#### [SUPPLIED MATERIAL]
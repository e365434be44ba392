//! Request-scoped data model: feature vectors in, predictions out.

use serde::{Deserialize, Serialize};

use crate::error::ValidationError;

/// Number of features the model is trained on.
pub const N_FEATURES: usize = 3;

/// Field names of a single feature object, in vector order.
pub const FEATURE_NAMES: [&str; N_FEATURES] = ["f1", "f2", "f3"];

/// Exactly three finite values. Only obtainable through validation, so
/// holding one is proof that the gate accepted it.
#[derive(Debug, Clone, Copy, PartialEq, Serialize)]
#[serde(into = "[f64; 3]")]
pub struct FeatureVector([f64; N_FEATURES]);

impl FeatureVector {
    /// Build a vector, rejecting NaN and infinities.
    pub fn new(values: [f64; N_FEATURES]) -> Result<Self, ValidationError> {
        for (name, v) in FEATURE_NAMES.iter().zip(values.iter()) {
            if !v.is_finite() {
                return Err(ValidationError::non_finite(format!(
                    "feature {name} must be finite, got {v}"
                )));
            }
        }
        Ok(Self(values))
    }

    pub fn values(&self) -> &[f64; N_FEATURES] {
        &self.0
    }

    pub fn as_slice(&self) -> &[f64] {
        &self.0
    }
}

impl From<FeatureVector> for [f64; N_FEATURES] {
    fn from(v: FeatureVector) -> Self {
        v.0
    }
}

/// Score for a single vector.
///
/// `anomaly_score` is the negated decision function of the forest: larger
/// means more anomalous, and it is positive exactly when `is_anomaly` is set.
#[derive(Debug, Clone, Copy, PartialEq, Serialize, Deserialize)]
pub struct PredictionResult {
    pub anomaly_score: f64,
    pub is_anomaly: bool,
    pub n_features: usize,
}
---
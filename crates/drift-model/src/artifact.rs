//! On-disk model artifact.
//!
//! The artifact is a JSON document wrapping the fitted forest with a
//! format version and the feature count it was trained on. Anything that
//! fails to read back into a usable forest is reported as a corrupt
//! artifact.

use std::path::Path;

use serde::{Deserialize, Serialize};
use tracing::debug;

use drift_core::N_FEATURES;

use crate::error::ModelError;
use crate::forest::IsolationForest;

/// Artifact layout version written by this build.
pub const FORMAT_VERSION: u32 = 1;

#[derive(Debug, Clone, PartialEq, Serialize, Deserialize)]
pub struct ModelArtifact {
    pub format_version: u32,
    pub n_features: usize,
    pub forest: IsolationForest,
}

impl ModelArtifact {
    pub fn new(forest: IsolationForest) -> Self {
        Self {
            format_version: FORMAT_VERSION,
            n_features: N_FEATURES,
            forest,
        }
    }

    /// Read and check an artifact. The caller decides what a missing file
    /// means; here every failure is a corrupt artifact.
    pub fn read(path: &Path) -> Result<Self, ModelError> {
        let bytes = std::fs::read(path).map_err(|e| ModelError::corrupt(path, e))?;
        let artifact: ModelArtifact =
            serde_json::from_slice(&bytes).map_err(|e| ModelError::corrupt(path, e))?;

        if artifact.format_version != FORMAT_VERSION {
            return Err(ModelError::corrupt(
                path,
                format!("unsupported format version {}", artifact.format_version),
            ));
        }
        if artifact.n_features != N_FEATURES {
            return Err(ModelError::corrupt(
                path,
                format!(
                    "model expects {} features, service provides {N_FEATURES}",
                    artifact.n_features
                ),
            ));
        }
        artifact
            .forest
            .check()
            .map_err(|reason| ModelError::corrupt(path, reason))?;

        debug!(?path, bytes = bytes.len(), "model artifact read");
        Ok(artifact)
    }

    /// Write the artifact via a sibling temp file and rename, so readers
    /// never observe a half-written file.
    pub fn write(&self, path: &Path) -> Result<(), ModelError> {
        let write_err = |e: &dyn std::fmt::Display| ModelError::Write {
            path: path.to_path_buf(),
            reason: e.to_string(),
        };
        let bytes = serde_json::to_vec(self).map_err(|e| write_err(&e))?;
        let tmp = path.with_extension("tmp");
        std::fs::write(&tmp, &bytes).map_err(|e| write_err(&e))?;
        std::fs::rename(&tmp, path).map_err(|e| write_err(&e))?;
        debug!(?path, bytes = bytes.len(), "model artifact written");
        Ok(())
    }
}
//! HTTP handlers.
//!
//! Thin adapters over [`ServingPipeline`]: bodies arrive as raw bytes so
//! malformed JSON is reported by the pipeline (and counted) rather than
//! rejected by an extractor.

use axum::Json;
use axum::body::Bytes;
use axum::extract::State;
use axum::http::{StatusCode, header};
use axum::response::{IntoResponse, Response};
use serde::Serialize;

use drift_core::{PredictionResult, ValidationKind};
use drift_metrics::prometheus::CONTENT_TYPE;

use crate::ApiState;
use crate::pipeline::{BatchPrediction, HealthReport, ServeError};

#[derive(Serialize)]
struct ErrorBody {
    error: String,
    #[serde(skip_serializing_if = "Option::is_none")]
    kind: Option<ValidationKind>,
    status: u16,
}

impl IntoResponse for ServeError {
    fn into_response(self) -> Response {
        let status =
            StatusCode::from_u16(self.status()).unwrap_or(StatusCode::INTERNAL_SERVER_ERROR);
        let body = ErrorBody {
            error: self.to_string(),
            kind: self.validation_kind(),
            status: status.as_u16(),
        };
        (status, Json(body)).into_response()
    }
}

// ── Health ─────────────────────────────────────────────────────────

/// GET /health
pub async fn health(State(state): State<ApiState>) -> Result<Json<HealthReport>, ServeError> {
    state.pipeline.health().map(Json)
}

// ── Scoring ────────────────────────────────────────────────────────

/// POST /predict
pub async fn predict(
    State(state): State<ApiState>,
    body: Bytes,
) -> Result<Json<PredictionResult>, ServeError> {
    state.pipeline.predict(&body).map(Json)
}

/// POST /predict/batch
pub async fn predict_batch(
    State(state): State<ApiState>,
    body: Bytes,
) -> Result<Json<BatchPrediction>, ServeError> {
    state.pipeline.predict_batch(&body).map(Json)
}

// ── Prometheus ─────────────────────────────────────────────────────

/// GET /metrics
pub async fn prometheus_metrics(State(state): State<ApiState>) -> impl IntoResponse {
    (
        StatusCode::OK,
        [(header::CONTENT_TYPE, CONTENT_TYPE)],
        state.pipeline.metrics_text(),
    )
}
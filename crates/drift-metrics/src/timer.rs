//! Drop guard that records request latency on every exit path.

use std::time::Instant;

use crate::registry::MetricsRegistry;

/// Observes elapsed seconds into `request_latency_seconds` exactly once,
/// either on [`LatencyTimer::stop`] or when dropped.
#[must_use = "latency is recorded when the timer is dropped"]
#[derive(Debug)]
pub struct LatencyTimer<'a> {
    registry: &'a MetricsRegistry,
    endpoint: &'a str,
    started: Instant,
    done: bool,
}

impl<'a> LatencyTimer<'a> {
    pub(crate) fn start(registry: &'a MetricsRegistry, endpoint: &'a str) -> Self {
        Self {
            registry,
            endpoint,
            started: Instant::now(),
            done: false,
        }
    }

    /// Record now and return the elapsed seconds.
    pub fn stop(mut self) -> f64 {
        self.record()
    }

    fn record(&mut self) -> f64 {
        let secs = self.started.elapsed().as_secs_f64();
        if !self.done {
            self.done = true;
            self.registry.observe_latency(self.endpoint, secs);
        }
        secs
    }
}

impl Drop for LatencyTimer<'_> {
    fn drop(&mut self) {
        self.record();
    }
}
--
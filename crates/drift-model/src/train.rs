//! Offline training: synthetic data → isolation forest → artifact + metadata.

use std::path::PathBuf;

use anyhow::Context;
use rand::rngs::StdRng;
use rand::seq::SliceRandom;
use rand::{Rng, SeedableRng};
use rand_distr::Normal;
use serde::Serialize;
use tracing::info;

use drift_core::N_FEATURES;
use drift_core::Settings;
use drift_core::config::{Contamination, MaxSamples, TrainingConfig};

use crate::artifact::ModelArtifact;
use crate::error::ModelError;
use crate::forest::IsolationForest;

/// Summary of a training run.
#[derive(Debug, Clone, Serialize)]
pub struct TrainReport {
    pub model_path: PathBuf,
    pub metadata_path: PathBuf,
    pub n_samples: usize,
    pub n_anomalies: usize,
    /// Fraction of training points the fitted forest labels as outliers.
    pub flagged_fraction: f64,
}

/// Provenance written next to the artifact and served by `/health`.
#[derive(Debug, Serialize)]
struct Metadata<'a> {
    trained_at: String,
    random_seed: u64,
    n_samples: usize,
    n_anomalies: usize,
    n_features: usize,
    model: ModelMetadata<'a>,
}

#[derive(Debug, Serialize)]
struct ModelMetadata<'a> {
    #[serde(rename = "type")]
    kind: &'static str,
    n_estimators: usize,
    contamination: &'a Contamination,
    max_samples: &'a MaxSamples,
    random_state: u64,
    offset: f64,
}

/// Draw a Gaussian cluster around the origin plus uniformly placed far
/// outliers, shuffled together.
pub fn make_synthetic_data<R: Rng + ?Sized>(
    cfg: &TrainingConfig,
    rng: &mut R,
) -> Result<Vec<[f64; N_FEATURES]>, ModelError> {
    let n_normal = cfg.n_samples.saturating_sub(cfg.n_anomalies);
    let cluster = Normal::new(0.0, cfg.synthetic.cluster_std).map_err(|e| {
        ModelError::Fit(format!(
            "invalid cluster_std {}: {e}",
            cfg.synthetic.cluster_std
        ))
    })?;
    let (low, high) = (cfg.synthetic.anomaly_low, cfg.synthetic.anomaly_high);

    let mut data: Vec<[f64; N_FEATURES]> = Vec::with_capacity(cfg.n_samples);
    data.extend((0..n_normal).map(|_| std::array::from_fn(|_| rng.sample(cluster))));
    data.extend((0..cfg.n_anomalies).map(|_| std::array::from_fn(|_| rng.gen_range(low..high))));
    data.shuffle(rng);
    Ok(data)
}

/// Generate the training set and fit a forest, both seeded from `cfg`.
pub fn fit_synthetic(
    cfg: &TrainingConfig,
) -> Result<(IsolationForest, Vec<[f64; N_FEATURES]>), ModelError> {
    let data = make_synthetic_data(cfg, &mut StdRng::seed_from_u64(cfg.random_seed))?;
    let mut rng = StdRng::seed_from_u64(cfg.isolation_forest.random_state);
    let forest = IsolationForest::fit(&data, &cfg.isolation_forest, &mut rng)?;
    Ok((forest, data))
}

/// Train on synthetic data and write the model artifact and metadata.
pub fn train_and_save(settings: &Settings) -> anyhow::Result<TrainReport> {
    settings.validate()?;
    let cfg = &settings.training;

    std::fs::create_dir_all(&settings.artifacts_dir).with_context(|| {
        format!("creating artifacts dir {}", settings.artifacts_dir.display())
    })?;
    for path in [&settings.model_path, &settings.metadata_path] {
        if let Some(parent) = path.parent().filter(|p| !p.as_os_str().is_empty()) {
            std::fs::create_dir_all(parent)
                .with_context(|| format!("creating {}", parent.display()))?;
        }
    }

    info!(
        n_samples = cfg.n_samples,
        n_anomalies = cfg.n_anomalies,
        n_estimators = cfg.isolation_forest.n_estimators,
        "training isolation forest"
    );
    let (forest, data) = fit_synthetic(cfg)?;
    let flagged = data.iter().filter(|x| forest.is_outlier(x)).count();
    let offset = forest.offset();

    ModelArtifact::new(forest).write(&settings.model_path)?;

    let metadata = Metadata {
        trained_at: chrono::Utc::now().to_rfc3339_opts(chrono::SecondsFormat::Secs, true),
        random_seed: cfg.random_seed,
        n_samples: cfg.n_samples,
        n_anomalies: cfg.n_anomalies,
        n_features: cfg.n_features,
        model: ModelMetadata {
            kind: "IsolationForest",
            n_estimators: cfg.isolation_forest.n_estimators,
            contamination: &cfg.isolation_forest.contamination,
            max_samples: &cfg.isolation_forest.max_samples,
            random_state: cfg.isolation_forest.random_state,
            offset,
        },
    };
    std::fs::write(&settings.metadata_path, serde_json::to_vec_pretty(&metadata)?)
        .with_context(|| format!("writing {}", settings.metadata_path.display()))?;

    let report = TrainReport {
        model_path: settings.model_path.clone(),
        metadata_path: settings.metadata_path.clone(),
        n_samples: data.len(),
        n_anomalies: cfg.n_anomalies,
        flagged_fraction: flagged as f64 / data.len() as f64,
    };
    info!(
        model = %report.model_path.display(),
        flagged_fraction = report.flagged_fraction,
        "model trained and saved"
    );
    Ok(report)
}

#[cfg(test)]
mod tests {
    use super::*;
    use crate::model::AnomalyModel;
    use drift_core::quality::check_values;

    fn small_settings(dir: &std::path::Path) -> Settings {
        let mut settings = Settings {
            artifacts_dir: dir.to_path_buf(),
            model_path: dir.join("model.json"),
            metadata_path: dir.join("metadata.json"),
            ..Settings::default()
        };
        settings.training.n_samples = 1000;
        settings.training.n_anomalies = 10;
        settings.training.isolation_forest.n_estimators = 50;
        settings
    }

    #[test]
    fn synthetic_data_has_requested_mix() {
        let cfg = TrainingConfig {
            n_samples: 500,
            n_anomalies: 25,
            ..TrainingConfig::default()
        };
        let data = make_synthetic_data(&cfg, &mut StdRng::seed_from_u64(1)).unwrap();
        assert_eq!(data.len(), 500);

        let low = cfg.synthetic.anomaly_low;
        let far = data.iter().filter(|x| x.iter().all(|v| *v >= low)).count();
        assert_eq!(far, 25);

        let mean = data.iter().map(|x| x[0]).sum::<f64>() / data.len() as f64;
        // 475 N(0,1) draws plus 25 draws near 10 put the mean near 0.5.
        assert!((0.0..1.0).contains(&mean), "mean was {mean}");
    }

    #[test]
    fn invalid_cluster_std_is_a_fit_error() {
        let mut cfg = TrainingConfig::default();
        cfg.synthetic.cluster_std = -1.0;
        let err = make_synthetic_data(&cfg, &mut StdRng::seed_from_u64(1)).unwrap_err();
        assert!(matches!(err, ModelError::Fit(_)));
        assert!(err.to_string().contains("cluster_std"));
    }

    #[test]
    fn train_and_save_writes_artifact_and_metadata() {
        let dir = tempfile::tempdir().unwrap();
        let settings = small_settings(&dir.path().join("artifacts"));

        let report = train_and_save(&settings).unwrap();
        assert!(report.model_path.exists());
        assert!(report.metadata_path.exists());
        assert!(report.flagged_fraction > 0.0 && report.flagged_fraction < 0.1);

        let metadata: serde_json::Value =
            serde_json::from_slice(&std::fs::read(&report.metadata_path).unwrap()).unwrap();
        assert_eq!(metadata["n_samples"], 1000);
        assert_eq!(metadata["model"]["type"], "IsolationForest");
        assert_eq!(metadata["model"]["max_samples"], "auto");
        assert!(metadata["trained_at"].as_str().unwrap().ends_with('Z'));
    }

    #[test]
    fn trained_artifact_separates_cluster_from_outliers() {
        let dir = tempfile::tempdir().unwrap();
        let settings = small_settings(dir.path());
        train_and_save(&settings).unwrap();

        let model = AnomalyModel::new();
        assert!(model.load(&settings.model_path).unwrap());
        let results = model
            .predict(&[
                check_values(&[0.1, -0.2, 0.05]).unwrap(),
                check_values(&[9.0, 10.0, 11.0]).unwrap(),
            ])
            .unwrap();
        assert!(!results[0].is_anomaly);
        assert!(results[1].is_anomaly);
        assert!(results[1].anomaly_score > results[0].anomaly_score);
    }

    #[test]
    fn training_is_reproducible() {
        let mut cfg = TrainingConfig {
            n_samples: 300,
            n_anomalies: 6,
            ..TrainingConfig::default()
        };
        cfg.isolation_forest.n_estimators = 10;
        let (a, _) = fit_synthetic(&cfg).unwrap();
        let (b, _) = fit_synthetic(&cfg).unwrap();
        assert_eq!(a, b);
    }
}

#### [WORK ORDER]
Copy every line of the data above in which the string "AnomalyModel" appears.

#### [SOLUTION TO THIS TASK]
    use crate::model::AnomalyModel;
        let model = AnomalyModel::new();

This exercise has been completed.